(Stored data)
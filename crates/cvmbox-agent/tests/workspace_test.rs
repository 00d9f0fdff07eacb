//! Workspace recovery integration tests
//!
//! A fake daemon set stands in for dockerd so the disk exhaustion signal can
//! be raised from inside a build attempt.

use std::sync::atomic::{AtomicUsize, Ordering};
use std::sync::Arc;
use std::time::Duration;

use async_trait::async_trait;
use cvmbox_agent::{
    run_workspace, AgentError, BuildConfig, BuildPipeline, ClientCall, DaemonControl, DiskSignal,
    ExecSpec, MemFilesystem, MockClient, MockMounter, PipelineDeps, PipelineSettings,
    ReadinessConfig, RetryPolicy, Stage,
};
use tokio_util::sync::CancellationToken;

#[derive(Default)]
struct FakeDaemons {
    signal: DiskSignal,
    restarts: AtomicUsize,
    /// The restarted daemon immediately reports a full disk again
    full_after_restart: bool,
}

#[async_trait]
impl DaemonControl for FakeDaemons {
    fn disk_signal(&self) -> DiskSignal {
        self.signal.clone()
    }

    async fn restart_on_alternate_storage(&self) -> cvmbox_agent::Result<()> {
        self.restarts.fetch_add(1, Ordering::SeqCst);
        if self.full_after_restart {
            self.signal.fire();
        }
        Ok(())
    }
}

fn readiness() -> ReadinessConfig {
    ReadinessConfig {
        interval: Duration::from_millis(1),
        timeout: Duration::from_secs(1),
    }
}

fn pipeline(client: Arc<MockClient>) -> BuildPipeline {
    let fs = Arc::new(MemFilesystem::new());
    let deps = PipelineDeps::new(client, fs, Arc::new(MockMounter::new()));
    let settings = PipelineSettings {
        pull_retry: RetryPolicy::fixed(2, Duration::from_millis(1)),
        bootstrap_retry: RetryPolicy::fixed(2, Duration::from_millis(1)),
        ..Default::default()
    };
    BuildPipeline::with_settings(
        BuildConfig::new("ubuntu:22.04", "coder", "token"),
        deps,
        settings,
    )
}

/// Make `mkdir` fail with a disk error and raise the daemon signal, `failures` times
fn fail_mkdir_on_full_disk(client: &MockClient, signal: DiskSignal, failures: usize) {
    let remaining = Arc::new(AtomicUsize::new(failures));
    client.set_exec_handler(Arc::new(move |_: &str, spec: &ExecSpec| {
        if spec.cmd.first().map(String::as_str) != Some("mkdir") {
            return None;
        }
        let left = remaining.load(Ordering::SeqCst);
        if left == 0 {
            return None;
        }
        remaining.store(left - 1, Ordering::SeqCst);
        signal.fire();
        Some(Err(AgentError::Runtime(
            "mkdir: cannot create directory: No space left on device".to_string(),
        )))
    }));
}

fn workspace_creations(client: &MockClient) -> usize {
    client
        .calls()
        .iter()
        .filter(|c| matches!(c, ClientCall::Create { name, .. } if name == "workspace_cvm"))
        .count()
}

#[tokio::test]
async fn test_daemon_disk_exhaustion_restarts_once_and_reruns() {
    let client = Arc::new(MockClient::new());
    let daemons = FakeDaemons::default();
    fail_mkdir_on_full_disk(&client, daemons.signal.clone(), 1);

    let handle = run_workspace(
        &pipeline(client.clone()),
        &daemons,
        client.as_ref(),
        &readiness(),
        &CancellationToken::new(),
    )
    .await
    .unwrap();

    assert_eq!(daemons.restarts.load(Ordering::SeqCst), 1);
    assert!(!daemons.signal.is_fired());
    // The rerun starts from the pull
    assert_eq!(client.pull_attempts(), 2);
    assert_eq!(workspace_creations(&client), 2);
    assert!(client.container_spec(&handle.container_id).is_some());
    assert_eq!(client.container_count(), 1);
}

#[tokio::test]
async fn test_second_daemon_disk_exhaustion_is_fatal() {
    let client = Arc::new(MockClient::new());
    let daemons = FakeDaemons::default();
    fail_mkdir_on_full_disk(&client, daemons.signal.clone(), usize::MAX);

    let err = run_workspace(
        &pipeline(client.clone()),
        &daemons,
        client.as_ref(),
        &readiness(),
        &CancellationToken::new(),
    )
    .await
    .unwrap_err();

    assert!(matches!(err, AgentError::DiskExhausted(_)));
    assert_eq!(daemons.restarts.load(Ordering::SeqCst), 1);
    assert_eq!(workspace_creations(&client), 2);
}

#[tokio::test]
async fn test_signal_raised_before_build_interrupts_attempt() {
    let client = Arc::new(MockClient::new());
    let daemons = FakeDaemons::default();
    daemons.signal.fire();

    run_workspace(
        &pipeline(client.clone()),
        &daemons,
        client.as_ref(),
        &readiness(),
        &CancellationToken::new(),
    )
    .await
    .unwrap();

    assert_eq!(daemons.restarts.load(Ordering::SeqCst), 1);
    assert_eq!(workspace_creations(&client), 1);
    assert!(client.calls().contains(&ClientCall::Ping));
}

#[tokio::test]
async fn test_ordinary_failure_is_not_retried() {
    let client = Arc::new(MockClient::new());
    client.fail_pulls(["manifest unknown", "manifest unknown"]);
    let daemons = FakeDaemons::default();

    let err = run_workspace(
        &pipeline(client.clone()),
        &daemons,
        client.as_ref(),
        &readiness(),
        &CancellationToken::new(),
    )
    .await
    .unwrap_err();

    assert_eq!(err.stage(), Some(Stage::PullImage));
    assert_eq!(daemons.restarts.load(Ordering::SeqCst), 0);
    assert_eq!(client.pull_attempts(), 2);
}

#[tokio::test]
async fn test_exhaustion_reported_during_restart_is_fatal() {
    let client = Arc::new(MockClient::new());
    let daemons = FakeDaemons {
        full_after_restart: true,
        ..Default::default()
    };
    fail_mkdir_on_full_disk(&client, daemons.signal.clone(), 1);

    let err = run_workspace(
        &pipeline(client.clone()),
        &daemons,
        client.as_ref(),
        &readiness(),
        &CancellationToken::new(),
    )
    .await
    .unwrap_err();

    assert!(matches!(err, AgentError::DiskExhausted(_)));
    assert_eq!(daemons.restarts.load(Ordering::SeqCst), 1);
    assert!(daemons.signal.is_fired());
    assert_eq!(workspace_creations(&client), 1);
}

§ TASK TO COMPLETE: Where a line above holds the string "DaemonControl", copy that line.

§ REPLY:
    run_workspace, AgentError, BuildConfig, BuildPipeline, ClientCall, DaemonControl, DiskSignal,
impl DaemonControl for FakeDaemons {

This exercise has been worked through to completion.